I've also put it below the read more for people that don't like external links.
When it comes to healing from trauma, there are a lot of emotions an individual may feel. One of these emotions is anger. Anger is one of the emotions I see invalidated the most. For example, I’ve been told that being angry is “letting the person who hurt me win.” I’ve been told that I’m only hurting myself with my anger and that it’s holding me back from healing. All of these assumptions were wrong.
Anger is often viewed as a bad thing because it can drive a lot of unpleasant behaviours but it can be used for good. While anger can hurt you and others, it doesn’t have to. There is a difference between destructive anger and constructive anger. Destructive anger is often expressed in a way that causes harm to yourself or others whereas constructive anger can be used to better understand your situation and figure out your needs. Constructive anger can be a way to show respect for yourself.
For example, if you’re in a situation with a friend where they do something that makes you angry (for example: cancelling plans, forgetting an important date, etc), constructive anger may involve you stepping away from the situation to figure out the cause of your anger (for example: you feel their actions imply you’re not important to them) so that you can then sit down with your friend and communicate in a calm manner. This may allow your relationship to grow and build with a better understanding of each other. Destructive anger in this situation may involve you yelling at your friend and insulting them, which will likely damage or destroy the relationship. If the hurt your friend has caused makes you want to re-evaluate your friendship, this is valid and there are still constructive ways to end a friendship that will cause the least amount of hurt for all involved. It is also important to note that ignoring the anger and bottling up is likely to cause a bigger blow up down the line or cause “overreactions” to other circumstances.
If anger is bottled up, it can end up coming out unintentionally. You might find you’re getting much angrier at everyday annoyances and disagreements than you might think reasonable. People might push you away or respond badly to your anger, because they feel they do not deserve it - and looking back later, you might feel they don’t deserve it, either. However, because of the anger you’re holding back, you can’t see that in the moment. This is why it is important to think and consider your anger, and listen to what it’s trying to tell you. I have found asking questions of myself to analyze my anger can help, such as in an anger inventory like this one.

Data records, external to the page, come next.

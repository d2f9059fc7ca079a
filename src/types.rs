//! Shared type vocabulary.
//!
//! The traits in this module name the function shapes accepted throughout
//! the crate. Each one is a trait alias for the corresponding [`Fn`] bound:
//! every closure, function item, and function pointer of the right arity
//! implements it through a blanket impl, so callers never implement these
//! traits by hand.
//!
//! # Examples
//!
//! ```rust
//! use plainfn::types::{F1, F2};
//!
//! fn apply<F: F1<i32, i32>>(function: F, value: i32) -> i32 {
//!     function(value)
//! }
//!
//! fn apply_both<F: F2<i32, i32, i32>>(function: F) -> i32 {
//!     function(2, 3)
//! }
//!
//! assert_eq!(apply(|x: i32| x + 1, 41), 42);
//! assert_eq!(apply_both(|a: i32, b: i32| a * b), 6);
//! ```

/// A function taking no arguments and returning `R`.
pub trait F0<R>: Fn() -> R {}

impl<T, R> F0<R> for T where T: Fn() -> R {}

/// A function of one argument.
pub trait F1<A1, R>: Fn(A1) -> R {}

impl<T, A1, R> F1<A1, R> for T where T: Fn(A1) -> R {}

/// A function of two arguments.
pub trait F2<A1, A2, R>: Fn(A1, A2) -> R {}

impl<T, A1, A2, R> F2<A1, A2, R> for T where T: Fn(A1, A2) -> R {}

/// A function of three arguments.
pub trait F3<A1, A2, A3, R>: Fn(A1, A2, A3) -> R {}

impl<T, A1, A2, A3, R> F3<A1, A2, A3, R> for T where T: Fn(A1, A2, A3) -> R {}

/// The homogeneous, insertion-ordered mapping from string keys to values.
#[cfg(feature = "object")]
pub use crate::object::Dict;
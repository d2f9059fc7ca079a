//! Combinators and function composition.
//!
//! # Overview
//!
//! - [`identity`]: returns its argument unchanged
//! - [`constant`]: builds a function that ignores its argument
//! - [`compose`], [`compose3`], [`compose4`]: right-to-left composition of
//!   two, three, or four functions
//! - [`compose!`](crate::compose): right-to-left composition of any number
//!   of functions
//!
//! # Examples
//!
//! ```
//! use plainfn::lambda::{compose, compose3, constant, identity};
//!
//! let add_one = |x: i32| x + 1;
//! let double = |x: i32| x * 2;
//! let subtract_three = |x: i32| x - 3;
//!
//! assert_eq!(compose(add_one, double)(3), 7);
//! assert_eq!(compose3(add_one, double, subtract_three)(10), 15);
//! assert_eq!(compose(identity, double)(4), double(4));
//! assert_eq!(constant::<_, i32>("fixed")(99), "fixed");
//! ```
//!
//! # Mathematical Background
//!
//! Given `f: B -> C` and `g: A -> B`, the composition `(f . g): A -> C` is:
//!
//! ```text
//! (f . g)(x) = f(g(x))
//! ```
//!
//! `identity` is the unit of `.`, and `.` is associative, so the composition
//! helpers can be nested in any grouping without changing behavior.

mod combinators;
mod compose_macro;
mod composition;

pub use combinators::{constant, identity};
pub use composition::{compose, compose3, compose4};

// Re-export macros (they are already at crate root via #[macro_export])
pub use crate::compose;
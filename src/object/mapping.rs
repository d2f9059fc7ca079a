//! Transforming the values of a [`Dict`] while keeping its keys.

use super::Dict;

/// Transforms every value of a dictionary, keeping keys and their order.
///
/// `transformation` is called exactly once per entry, in enumeration order.
/// The input is only borrowed and is never modified. If `transformation`
/// panics, the partially built result is dropped during unwinding and never
/// reaches the caller.
///
/// # Complexity
///
/// `O(n)` where `n` is the number of entries.
///
/// # Examples
///
/// ```rust
/// use plainfn::object::{Dict, map_values};
///
/// let prices = Dict::from([("a", 1), ("b", 2)]);
/// let scaled = map_values(&prices, |price| price * 10);
///
/// assert_eq!(scaled, Dict::from([("a", 10), ("b", 20)]));
/// assert_eq!(prices, Dict::from([("a", 1), ("b", 2)]));
/// ```
pub fn map_values<A, B, F>(object: &Dict<A>, mut transformation: F) -> Dict<B>
where
    F: FnMut(&A) -> B,
{
    let mut result = Dict::with_capacity(object.len());
    for (key, value) in object {
        result.insert(key.clone(), transformation(value));
    }
    result
}

/// Transforms every value with a fallible function.
///
/// Stops at the first `Err`: the entries transformed so far are discarded,
/// later entries are never visited, and the error is returned as is.
///
/// # Errors
///
/// Returns the first error produced by `transformation`.
///
/// # Examples
///
/// ```rust
/// use plainfn::object::{Dict, try_map_values};
///
/// let raw = Dict::from([("width", "640"), ("height", "480")]);
/// let parsed = try_map_values(&raw, |text| text.parse::<u32>());
/// assert_eq!(parsed, Ok(Dict::from([("width", 640), ("height", 480)])));
///
/// let broken = Dict::from([("width", "640"), ("height", "tall")]);
/// assert!(try_map_values(&broken, |text| text.parse::<u32>()).is_err());
/// ```
pub fn try_map_values<A, B, E, F>(object: &Dict<A>, mut transformation: F) -> Result<Dict<B>, E>
where
    F: FnMut(&A) -> Result<B, E>,
{
    let mut result = Dict::with_capacity(object.len());
    for (key, value) in object {
        result.insert(key.clone(), transformation(value)?);
    }
    Ok(result)
}

#[cfg(test)]
mod tests {
    use super::*;
    use crate::object::keys;
    use rstest::{fixture, rstest};

    #[fixture]
    fn sample() -> Dict<i32> {
        Dict::from([("a", 1), ("b", 2), ("c", 3)])
    }

    #[rstest]
    fn map_values_transforms_each_value(sample: Dict<i32>) {
        let scaled = map_values(&sample, |value| value * 10);
        assert_eq!(scaled, Dict::from([("a", 10), ("b", 20), ("c", 30)]));
    }

    #[rstest]
    fn map_values_keeps_key_order(sample: Dict<i32>) {
        let labelled = map_values(&sample, |value| format!("#{value}"));
        assert_eq!(keys(&labelled), keys(&sample));
        assert_eq!(format!("{labelled}"), "{a: #1, b: #2, c: #3}");
    }

    #[rstest]
    fn map_values_calls_transformation_once_per_key_in_order(sample: Dict<i32>) {
        let mut seen = Vec::new();
        let _ = map_values(&sample, |value| seen.push(*value));
        assert_eq!(seen, vec![1, 2, 3]);
    }

    #[rstest]
    fn map_values_on_empty_dict_never_calls_transformation() {
        let empty: Dict<i32> = Dict::new();
        let mut calls = 0;
        let mapped: Dict<i32> = map_values(&empty, |value| {
            calls += 1;
            *value
        });
        assert!(mapped.is_empty());
        assert_eq!(calls, 0);
    }

    #[rstest]
    fn try_map_values_succeeds_when_every_value_does(sample: Dict<i32>) {
        let halved: Result<Dict<i32>, String> = try_map_values(&sample, |value| Ok(value * 2));
        assert_eq!(halved, Ok(Dict::from([("a", 2), ("b", 4), ("c", 6)])));
    }

    #[rstest]
    fn try_map_values_stops_at_first_error(sample: Dict<i32>) {
        let mut visited = Vec::new();
        let outcome: Result<Dict<i32>, String> = try_map_values(&sample, |value| {
            visited.push(*value);
            if *value == 2 {
                Err(format!("rejected {value}"))
            } else {
                Ok(*value)
            }
        });

        assert_eq!(outcome, Err(String::from("rejected 2")));
        assert_eq!(visited, vec![1, 2]);
    }

    #[rstest]
    fn map_values_panic_unwinds_to_caller(sample: Dict<i32>) {
        let outcome = std::panic::catch_unwind(|| {
            map_values(&sample, |value| {
                assert!(*value < 3, "value too large");
                *value
            })
        });
        assert!(outcome.is_err());
        assert_eq!(sample, Dict::from([("a", 1), ("b", 2), ("c", 3)]));
    }
}
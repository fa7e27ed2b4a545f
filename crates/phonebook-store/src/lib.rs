//! Contact storage for the phonebook.
//!
//! This crate holds the authoritative in-memory [`Directory`] and the
//! line-oriented text format it is persisted to.
//!
//! # Architecture
//!
//! - **Directory** owns every contact, assigns ids, and tracks whether its
//!   contents differ from the last load or save (the dirty flag).
//! - **Storage** backends implement [`ContactStorage`]. [`TxtStorage`] writes
//!   one tab-separated contact per line and replaces the target file
//!   atomically.
//!
//! Neither component knows about the user interface; callers drive them and
//! report results.
//!
//! # Modules
//!
//! - [`error`] -- [`StoreError`] and [`StorageError`]
//! - [`directory`] -- The in-memory [`Directory`]
//! - [`traits`] -- The [`ContactStorage`] trait
//! - [`text`] -- Tab-delimited [`TxtStorage`]

pub mod directory;
pub mod error;
pub mod text;
pub mod traits;

pub use directory::Directory;
pub use error::{StorageError, StoreError, StoreResult};
pub use text::TxtStorage;
pub use traits::ContactStorage;
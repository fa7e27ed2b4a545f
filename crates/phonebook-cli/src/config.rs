use std::fs;
use std::path::{Path, PathBuf};

use anyhow::Context;
use serde::{Deserialize, Serialize};
use tracing::Level;

/// Settings read from the optional TOML config file.
///
/// Every key is optional; command-line flags take precedence.
#[derive(Clone, Debug, PartialEq, Eq, Serialize, Deserialize)]
#[serde(default, deny_unknown_fields)]
pub struct PhonebookConfig {
    /// File opened at startup when `--file` is not given.
    pub default_file: Option<PathBuf>,
    /// Whether console output is colored.
    pub color: bool,
    /// Log level for stderr diagnostics (`error`, `warn`, `info`, `debug`, `trace`).
    pub log_level: Option<String>,
}

impl Default for PhonebookConfig {
    fn default() -> Self {
        Self {
            default_file: None,
            color: true,
            log_level: None,
        }
    }
}

impl PhonebookConfig {
    pub fn load(path: &Path) -> anyhow::Result<Self> {
        let text = fs::read_to_string(path)
            .with_context(|| format!("reading config {}", path.display()))?;
        Self::from_toml(&text).with_context(|| format!("parsing config {}", path.display()))
    }

    pub fn from_toml(text: &str) -> Result<Self, toml::de::Error> {
        toml::from_str(text)
    }

    /// The configured log level, if any.
    pub fn level(&self) -> anyhow::Result<Option<Level>> {
        self.log_level
            .as_deref()
            .map(|raw| {
                raw.parse::<Level>()
                    .map_err(|_| anyhow::anyhow!("unknown log level {raw:?}"))
            })
            .transpose()
    }
}
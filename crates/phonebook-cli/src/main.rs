use std::io::{self, BufReader};
use std::thread;

use anyhow::Context;
use clap::Parser;
use phonebook_store::Directory;
use tracing::{debug, warn, Level};

mod cli;
mod config;
mod controller;
mod view;

use config::PhonebookConfig;
use controller::Controller;
use view::{ConsoleView, InterruptHandle};

fn main() -> anyhow::Result<()> {
    let cli = cli::Cli::parse();
    let config = match &cli.config {
        Some(path) => PhonebookConfig::load(path)?,
        None => PhonebookConfig::default(),
    };

    let level = if cli.verbose {
        Level::DEBUG
    } else {
        config.level()?.unwrap_or(Level::WARN)
    };
    tracing_subscriber::fmt()
        .with_max_level(level)
        .with_writer(io::stderr)
        .try_init()
        .map_err(|e| anyhow::anyhow!("installing log subscriber: {e}"))?;

    if cli.no_color || !config.color {
        colored::control::set_override(false);
    }

    let view = ConsoleView::spawn(BufReader::new(io::stdin()), io::stdout())
        .context("starting console reader")?;
    forward_interrupts(view.interrupt_handle())?;
    let mut controller = Controller::new(view, Directory::new());
    if let Some(path) = cli.file.or(config.default_file) {
        controller.open_path(&path);
    }
    controller.run();

    debug!(
        contacts = controller.directory().len(),
        path = ?controller.opened_path(),
        unsaved = controller.directory().is_dirty(),
        "session ended"
    );
    Ok(())
}

/// Route Ctrl-C to the console instead of terminating the process.
fn forward_interrupts(handle: InterruptHandle) -> anyhow::Result<()> {
    let runtime = tokio::runtime::Builder::new_current_thread()
        .enable_all()
        .build()
        .context("building signal runtime")?;
    thread::Builder::new()
        .name("ctrl-c".into())
        .spawn(move || {
            runtime.block_on(async move {
                loop {
                    if let Err(e) = tokio::signal::ctrl_c().await {
                        warn!(error = %e, "cannot listen for Ctrl-C");
                        return;
                    }
                    debug!("Ctrl-C received");
                    if !handle.interrupt() {
                        return;
                    }
                }
            })
        })
        .context("starting signal thread")?;
    Ok(())
}
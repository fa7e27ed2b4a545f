//! Error types for directory and storage operations.

use std::path::PathBuf;

use phonebook_types::{ContactId, ValidationError};
use thiserror::Error;

/// Errors that can occur while operating on a directory or its file.
///
/// None of these are fatal: the failed operation leaves the directory as it
/// was, and the caller may report the error and carry on.
#[derive(Debug, Error)]
pub enum StoreError {
    /// A name or phone was rejected.
    #[error(transparent)]
    Validation(#[from] ValidationError),

    /// No contact has the requested id.
    #[error("contact with id={id} not found")]
    ContactNotFound { id: ContactId },

    /// Every id up to the largest representable one has been handed out.
    #[error("no contact ids left")]
    IdsExhausted,

    /// Loading or saving the directory file failed.
    #[error(transparent)]
    Storage(#[from] StorageError),
}

/// Failures of the text persistence layer.
#[derive(Debug, Error)]
pub enum StorageError {
    /// The path exists but is not a regular file.
    #[error("path is not a file: {}", path.display())]
    NotAFile { path: PathBuf },

    /// A line could not be decoded into a contact.
    #[error("parse error in {} at line {line}: {reason}", path.display())]
    Parse {
        path: PathBuf,
        line: usize,
        reason: String,
    },

    /// I/O error while reading or writing the file.
    #[error("io error on {}: {source}", path.display())]
    Io {
        path: PathBuf,
        #[source]
        source: std::io::Error,
    },
}

impl StorageError {
    pub(crate) fn io(path: impl Into<PathBuf>, source: std::io::Error) -> Self {
        Self::Io {
            path: path.into(),
            source,
        }
    }
}

/// Convenience type alias for directory and storage operations.
pub type StoreResult<T> = std::result::Result<T, StoreError>;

While many people see anger as an emotion that causes people to lash out and destroy things, anger can also help to motivate people to create new things. Marches to “Take back the night”, or for “gay pride” have much of their motivation based in anger at injustice and oppression. New laws to better protect survivors of domestic abuse or otherwise help society are often driven by people feeling a huge amount of anger. Properly harnessed, anger can help to take action to change things for the better.
On a more personal level, anger can also be a motivator to improve one’s own life. Many people have used the anger they felt at those who put them down as a motivation toward success. That success might be completing schooling, winning an international athletic competition or publishing a novel. One thing all of those have in common is that they are rarely possible to do with only a little time or a little effort. They are time-consuming tasks which usually require months if not years of work. They can be easy to give up on without motivation - and for many, anger is a big help to keeping that motivation.
It took me years to feel anger. For the first while, I felt ashamed, guilty and like I deserved the abuse I’d endured. Feeling angry at the people responsible for this was a step in my healing. I began putting the blame on those responsible and not myself. I was realizing that I did not deserve to be treated in the harmful ways that I was. This was huge to me as someone that had spent years thinking I deserved my trauma and as a result, future trauma and abuse as well.
There were instances where my anger was destructive, mostly to myself. I engaged in self-harm as a way to vent my anger and it also caused problems in my relationship at the time because I held my anger in and would get really frustrated and project my anger onto my relationship which was not fair to my partner.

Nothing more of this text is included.